What are the different approaches to 3D vision?
Vision technology is not a “one size fits all” tool. Certain factors such as application, equipment, product, environment, and budget will determine how to integrate vision into the process. There is no standard when it comes to setting up real-time 3D imaging in a robotic system. However, there are a few standard techniques used by vision-integration experts, each tailored to benefit specific tasks. These techniques are stereo vision, time-of-flight (TOF), laser triangulation, and structured light.
Objects pass through a beam of light emitted by a laser scanner. A camera positioned at a specific angle records an image of the laser line as the item passes through, distorting the beam and creating a profile of the object.
A projector creates a thin band of light to project a pattern on an object. Cameras from different angles observe the various curved lines from the light to develop a 3D image of the object.
Time of Flight (ToF)
A camera uses a high-power laser scanner to emit light reflected from the object back to the image sensor. The distance from the camera to the object is calculated based on the time delay between transmitted and received light.
The robotic system uses two cameras to record the same 2D view of an object taken from two different angles. The software then uses the established position of the two cameras and compares corresponding points in the two flat images to identify variations and produce an image.
What applications are using 3D robotic vision?

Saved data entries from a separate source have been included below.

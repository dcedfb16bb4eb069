use model::{
    core::key::IdentifierKey,
    import::change::{ChangeRecord, ChangeType, EntityDiff, IncomingAmount},
    records::entity::EntityRecord,
};
use std::collections::BTreeMap;

/// Absolute tolerance below which two amounts are considered equal.
pub const AMOUNT_TOLERANCE: f64 = 0.01;

/// Compares an entity's current value set against incoming amounts.
#[derive(Debug, Clone, Copy)]
pub struct DiffCalculator {
    tolerance: f64,
    skip_zero_amounts: bool,
}

impl Default for DiffCalculator {
    fn default() -> Self {
        DiffCalculator {
            tolerance: AMOUNT_TOLERANCE,
            skip_zero_amounts: false,
        }
    }
}

impl DiffCalculator {
    pub fn new() -> Self {
        Self::default()
    }

    /// Drops incoming zero amounts for fields the entity does not have yet.
    pub fn with_skip_zero_amounts(mut self, skip: bool) -> Self {
        self.skip_zero_amounts = skip;
        self
    }

    pub fn diff(
        &self,
        entity: &EntityRecord,
        incoming: &[IncomingAmount],
        matched_by: Option<IdentifierKey>,
    ) -> EntityDiff {
        let (changes, aggregate_delta) = self.compare(&entity.values, incoming);
        EntityDiff {
            entity_id: entity.id.clone(),
            matched_by,
            changes,
            aggregate_delta,
        }
    }

    /// Change records in incoming order plus `Σ incoming − Σ current`.
    pub fn compare(
        &self,
        current: &BTreeMap<String, f64>,
        incoming: &[IncomingAmount],
    ) -> (Vec<ChangeRecord>, f64) {
        let mut changes = Vec::with_capacity(incoming.len());
        let mut incoming_total = 0.0;

        for amount in incoming {
            let old_value = current.get(&amount.field).copied();
            if self.skip_zero_amounts && old_value.is_none() && amount.amount == 0.0 {
                continue;
            }

            let change_type = match old_value {
                None => ChangeType::New,
                Some(old) if (amount.amount - old).abs() > self.tolerance => ChangeType::Updated,
                Some(_) => ChangeType::Unchanged,
            };

            incoming_total += amount.amount;
            changes.push(ChangeRecord {
                field: amount.field.clone(),
                old_value,
                new_value: amount.amount,
                change_type,
            });
        }

        let current_total: f64 = current.values().sum();
        (changes, incoming_total - current_total)
    }

    /// Value set after writing every new and updated field of `diff`.
    pub fn apply(current: &BTreeMap<String, f64>, diff: &EntityDiff) -> BTreeMap<String, f64> {
        let mut values = current.clone();
        for change in diff.changes.iter().filter(|c| c.is_change()) {
            values.insert(change.field.clone(), change.new_value);
        }
        values
    }
}
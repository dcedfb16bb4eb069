use crate::error::ReportError;
use chrono::{DateTime, Utc};
use engine_core::metrics::MetricsSnapshot;
use engine_runtime::pipeline::PipelineReport;
use model::{
    core::identifiers::ImportId,
    import::{outcome::ImportOutcome, warning::ImportWarning},
};
use serde::Serialize;
use std::path::Path;
use tracing::info;

/// How an import run ended, from the operator's point of view.
#[derive(Serialize, Debug, Clone, Copy, PartialEq, Eq)]
#[serde(rename_all = "camelCase")]
pub enum SummaryStatus {
    Completed,
    CompletedWithFailures,
    Halted,
    Cancelled,
}

#[derive(Serialize, Debug, Clone, Copy, PartialEq, Eq, Default)]
#[serde(rename_all = "camelCase")]
pub struct RowCounts {
    pub total: usize,
    pub created: usize,
    pub updated: usize,
    /// Skipped rows whose values already matched.
    pub unchanged: usize,
    pub skipped: usize,
    pub failed: usize,
    pub pending: usize,
}

/// Machine-readable record of a finished import.
#[derive(Serialize, Debug, Clone)]
#[serde(rename_all = "camelCase")]
pub struct ImportSummaryReport {
    pub import_id: ImportId,
    pub period: Option<String>,
    pub generated_at: DateTime<Utc>,
    pub status: SummaryStatus,
    pub rows: RowCounts,
    pub outcome: ImportOutcome,
    pub warnings: Vec<ImportWarning>,
    pub errors: Vec<String>,
    pub metrics: MetricsSnapshot,
}

impl ImportSummaryReport {
    pub fn from_pipeline(import_id: ImportId, report: &PipelineReport) -> Self {
        let outcome = &report.outcome;
        let status = if outcome.cancelled {
            SummaryStatus::Cancelled
        } else if report.halted {
            SummaryStatus::Halted
        } else if outcome.failed_count > 0 {
            SummaryStatus::CompletedWithFailures
        } else {
            SummaryStatus::Completed
        };

        ImportSummaryReport {
            import_id,
            period: None,
            generated_at: Utc::now(),
            status,
            rows: RowCounts {
                total: outcome.accounted_rows(),
                created: outcome.created_ids.len(),
                updated: outcome.updated_ids.len(),
                unchanged: report.unchanged,
                skipped: outcome.skipped_indices.len(),
                failed: outcome.failed_count,
                pending: outcome.pending_indices.len(),
            },
            outcome: outcome.clone(),
            warnings: report.warnings.clone(),
            errors: report.errors.clone(),
            metrics: report.metrics,
        }
    }

    pub fn with_period(mut self, period: Option<String>) -> Self {
        self.period = period;
        self
    }

    pub fn to_json(&self) -> Result<String, ReportError> {
        Ok(serde_json::to_string_pretty(self)?)
    }

    pub fn write_to(&self, path: impl AsRef<Path>) -> Result<(), ReportError> {
        let path = path.as_ref();
        let json = self.to_json()?;
        std::fs::write(path, json).map_err(|source| ReportError::Write {
            path: path.display().to_string(),
            source,
        })?;

        info!(path = %path.display(), status = ?self.status, "Import summary written");
        Ok(())
    }
}

#[cfg(test)]
mod tests {
    use super::*;
    use model::{
        core::identifiers::EntityId,
        import::{outcome::RowDisposition, warning::WarningCode},
    };

    fn pipeline_report() -> PipelineReport {
        let mut outcome = ImportOutcome::default();
        outcome.record(0, RowDisposition::Created(EntityId::new("new-1")));
        outcome.record(1, RowDisposition::Updated(EntityId::new("e1")));
        outcome.record(2, RowDisposition::Skipped);
        outcome.record(3, RowDisposition::Failed("bad amount".to_string()));

        PipelineReport {
            outcome,
            warnings: vec![ImportWarning::for_row(
                2,
                WarningCode::Skipped,
                "no changes",
            )],
            errors: vec!["row 3: bad amount".to_string()],
            unchanged: 1,
            halted: false,
            metrics: MetricsSnapshot::default(),
        }
    }

    #[test]
    fn counts_rows_and_derives_status() {
        let summary = ImportSummaryReport::from_pipeline(ImportId::new("imp-1"), &pipeline_report())
            .with_period(Some("2026-09".to_string()));

        assert_eq!(summary.status, SummaryStatus::CompletedWithFailures);
        assert_eq!(
            summary.rows,
            RowCounts {
                total: 4,
                created: 1,
                updated: 1,
                unchanged: 1,
                skipped: 1,
                failed: 1,
                pending: 0,
            }
        );

        let mut cancelled = pipeline_report();
        cancelled.outcome.cancelled = true;
        cancelled.halted = true;
        let summary = ImportSummaryReport::from_pipeline(ImportId::new("imp-2"), &cancelled);
        assert_eq!(summary.status, SummaryStatus::Cancelled);
    }

    #[test]
    fn writes_camel_case_json() {
        let dir = tempfile::tempdir().unwrap();
        let path = dir.path().join("summary.json");
        let summary = ImportSummaryReport::from_pipeline(ImportId::new("imp-1"), &pipeline_report());

        summary.write_to(&path).unwrap();

        let written: serde_json::Value =
            serde_json::from_str(&std::fs::read_to_string(&path).unwrap()).unwrap();
        assert_eq!(written["importId"], "imp-1");
        assert_eq!(written["status"], "completedWithFailures");
        assert_eq!(written["rows"]["failed"], 1);
        assert_eq!(written["outcome"]["failed_indices"][0], 3);
    }
}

There is a need for the modern industrial robot to detect objects, recognize parts, and grip components at the right angle. While traditional robots are perfect for locating parts consistently, modern robotics can coordinate corrections to detect where the piece is. Instead of an entire production line coming to a stop because subsequent actions are not indefinite order, the system quickly recognizes a change and adapts to it. As a result, an array of industrial applications across industries invest in 3D robotic vision. These include the logistics, food processing, life science, manufacturing, and automotive industries. With so many sectors automating, the use of vision technology is expanding into new territory. Depalletizing applications use 3D vision components to scan pallets filled with various types of shipping boxes for sorting. They use scanners to send the image to software to allow the robot to detect box types based on texture patterns and send them to designated areas. A food processing plant uses multispectral vision tech and special lighting to inspect the product and detect spoilage. Applications that have traditionally used vision technology are upgrading to more innovative equipment. An aerospace company replaced traditional inspection tools with 3D scanning to inspect turbine blades for imperfections, reducing inspection time from 18 hours to 45 minutes. Vision technology will continue to expand, with future trends predicted in logistics applications, multispectral machine vision, adaption using machine learning with 3D vision, and liquid lenses to allow more precise images from greater distances.

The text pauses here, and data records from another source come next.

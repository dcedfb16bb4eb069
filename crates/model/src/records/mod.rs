pub mod entity;
pub mod row;
pub mod identifiers;
pub mod key;
use model::{
    core::{identifiers::EntityId, key::IdentifierKey},
    records::entity::EntityRecord,
};
use std::collections::{HashMap, HashSet};
use tracing::{debug, warn};

/// Lookup tables from normalized identifier values to stored entities.
///
/// Positions are kept in insertion order, so the first candidate for a value
/// is always the first entity that carried it.
#[derive(Debug, Clone, Default)]
pub struct EntityIndex {
    entities: Vec<EntityRecord>,
    by_key: HashMap<IdentifierKey, HashMap<String, Vec<usize>>>,
    by_id: HashMap<EntityId, usize>,
}

impl EntityIndex {
    pub fn build(entities: impl IntoIterator<Item = EntityRecord>) -> Self {
        let mut index = EntityIndex::default();
        for entity in entities {
            index.insert(entity);
        }

        debug!(
            entities = index.entities.len(),
            keys = index.by_key.len(),
            "Entity index built"
        );
        index
    }

    /// Adds an entity; a second record with an already indexed id is ignored.
    pub fn insert(&mut self, entity: EntityRecord) -> bool {
        if self.by_id.contains_key(&entity.id) {
            warn!(entity_id = %entity.id, "Duplicate entity id ignored while indexing");
            return false;
        }

        let position = self.entities.len();
        for (key, raw) in &entity.identifiers {
            if raw.trim().is_empty() {
                continue;
            }
            self.by_key
                .entry(*key)
                .or_default()
                .entry(key.normalize(raw))
                .or_default()
                .push(position);
        }
        self.by_id.insert(entity.id.clone(), position);
        self.entities.push(entity);
        true
    }

    /// Entity positions carrying `value` under `key`, in index order.
    pub fn lookup(&self, key: IdentifierKey, value: &str) -> &[usize] {
        self.by_key
            .get(&key)
            .and_then(|values| values.get(&key.normalize(value)))
            .map(Vec::as_slice)
            .unwrap_or(&[])
    }

    pub fn get(&self, position: usize) -> Option<&EntityRecord> {
        self.entities.get(position)
    }

    pub fn by_id(&self, id: &EntityId) -> Option<&EntityRecord> {
        self.by_id.get(id).and_then(|pos| self.entities.get(*pos))
    }

    pub fn entities(&self) -> &[EntityRecord] {
        &self.entities
    }

    pub fn len(&self) -> usize {
        self.entities.len()
    }

    pub fn is_empty(&self) -> bool {
        self.entities.is_empty()
    }

    /// Identifier values shared by more than one entity, per key.
    pub fn collisions(&self) -> Vec<(IdentifierKey, String, usize)> {
        let mut found: Vec<_> = self
            .by_key
            .iter()
            .flat_map(|(key, values)| {
                values
                    .iter()
                    .filter(|(_, positions)| {
                        positions.iter().collect::<HashSet<_>>().len() > 1
                    })
                    .map(|(value, positions)| (*key, value.clone(), positions.len()))
            })
            .collect();
        found.sort();
        found
    }
}

#[cfg(test)]
mod tests {
    use super::*;

    fn entities() -> Vec<EntityRecord> {
        vec![
            EntityRecord::new("a")
                .with_identifier(IdentifierKey::EmployeeCode, "e01")
                .with_identifier(IdentifierKey::FullName, "Wang Fang"),
            EntityRecord::new("b").with_identifier(IdentifierKey::FullName, "Wang  Fang"),
            EntityRecord::new("a").with_identifier(IdentifierKey::EmployeeCode, "E99"),
        ]
    }

    #[test]
    fn normalizes_values_and_keeps_order() {
        let index = EntityIndex::build(entities());
        assert_eq!(index.len(), 2);
        assert_eq!(index.lookup(IdentifierKey::EmployeeCode, " E01"), &[0]);
        assert_eq!(index.lookup(IdentifierKey::FullName, "wang fang"), &[] as &[usize]);
        assert_eq!(index.lookup(IdentifierKey::FullName, "Wang Fang"), &[0, 1]);
        assert!(index.lookup(IdentifierKey::EmployeeCode, "E99").is_empty());
    }

    #[test]
    fn reports_collisions() {
        let index = EntityIndex::build(entities());
        assert_eq!(
            index.collisions(),
            vec![(IdentifierKey::FullName, "Wang Fang".to_string(), 2)]
        );
        assert_eq!(index.by_id(&EntityId::new("b")).unwrap().id.as_str(), "b");
    }
}
use std::{
    collections::BTreeMap,
    fmt,
    sync::{
        Arc, PoisonError, RwLock,
        atomic::{AtomicU64, Ordering},
    },
};
use tracing::debug;

type Callback<T> = Arc<dyn Fn(&T) + Send + Sync>;

/// A subscription handle that can be used to unsubscribe.
#[derive(Debug, Clone, Copy, PartialEq, Eq, Hash)]
pub struct Subscription {
    subscriber_id: u64,
}

impl Subscription {
    pub fn id(&self) -> u64 {
        self.subscriber_id
    }
}

/// Synchronous observer registry.
///
/// Callbacks run on the publishing task, in registration order, before
/// `publish` returns. The callback list is copied out of the lock before
/// delivery so a callback may subscribe or unsubscribe without deadlocking.
pub struct SubscriberRegistry<T> {
    subscribers: Arc<RwLock<BTreeMap<u64, Callback<T>>>>,
    next_id: Arc<AtomicU64>,
}

impl<T> Clone for SubscriberRegistry<T> {
    fn clone(&self) -> Self {
        SubscriberRegistry {
            subscribers: Arc::clone(&self.subscribers),
            next_id: Arc::clone(&self.next_id),
        }
    }
}

impl<T> Default for SubscriberRegistry<T> {
    fn default() -> Self {
        Self::new()
    }
}

impl<T> fmt::Debug for SubscriberRegistry<T> {
    fn fmt(&self, f: &mut fmt::Formatter<'_>) -> fmt::Result {
        f.debug_struct("SubscriberRegistry")
            .field("subscribers", &self.subscriber_count())
            .finish()
    }
}

impl<T> SubscriberRegistry<T> {
    pub fn new() -> Self {
        SubscriberRegistry {
            subscribers: Arc::new(RwLock::new(BTreeMap::new())),
            next_id: Arc::new(AtomicU64::new(0)),
        }
    }

    pub fn subscribe<F>(&self, callback: F) -> Subscription
    where
        F: Fn(&T) + Send + Sync + 'static,
    {
        let subscriber_id = self.next_id.fetch_add(1, Ordering::Relaxed);
        self.subscribers
            .write()
            .unwrap_or_else(PoisonError::into_inner)
            .insert(subscriber_id, Arc::new(callback));

        debug!(subscriber_id, "Subscribed to progress updates");
        Subscription { subscriber_id }
    }

    /// Removes the subscriber. Returns false if it was already gone.
    pub fn unsubscribe(&self, subscription: Subscription) -> bool {
        let removed = self
            .subscribers
            .write()
            .unwrap_or_else(PoisonError::into_inner)
            .remove(&subscription.subscriber_id)
            .is_some();

        if removed {
            debug!(
                subscriber_id = subscription.subscriber_id,
                "Unsubscribed from progress updates"
            );
        }
        removed
    }

    pub fn publish(&self, event: &T) {
        let callbacks: Vec<Callback<T>> = self
            .subscribers
            .read()
            .unwrap_or_else(PoisonError::into_inner)
            .values()
            .cloned()
            .collect();

        for callback in callbacks {
            callback(event);
        }
    }

    pub fn subscriber_count(&self) -> usize {
        self.subscribers
            .read()
            .unwrap_or_else(PoisonError::into_inner)
            .len()
    }

    pub fn clear(&self) {
        self.subscribers
            .write()
            .unwrap_or_else(PoisonError::into_inner)
            .clear();
        debug!("Cleared all progress subscribers");
    }
}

Crucial subsystems and components for vision applications
The most coordinated automation systems have more than a single automated control system and components integrated to make an efficient workcell assembly. When it comes to incorporating advanced 3D vision options like object tracking, product profiling, and bin picking into a process line, the system should generate 3D imagery data. The use of 3D vision in robotic systems requires integrating various components to facilitate adequate power supply, real-time processing, and safety. Another critical component of successful automation is communication capability. It is good practice in the digital age to have connectivity ports to digitally connect a system to other pieces of equipment for data sharing. Emerging robot technologies facilitate Wi-Fi connectivity for the same purpose. At the design stage, driving a risk assessment study is the only way to identify and remove problems from a system that could risk malfunction. A 3D vision-enabled robot can safely stop equipment to prevent injury and damage to equipment. If buyers invest in the research and upfront planning, the result will be a flexible and easy-to-use automated system.
Modern manufacturing demands more out of less, with leaner production lines needing to provide greater output. The influence of robotic vision will continue to expand into different production areas and find brand-new ways to improve automated processes. Expect more 3D visual components to become common in automatic systems in the future.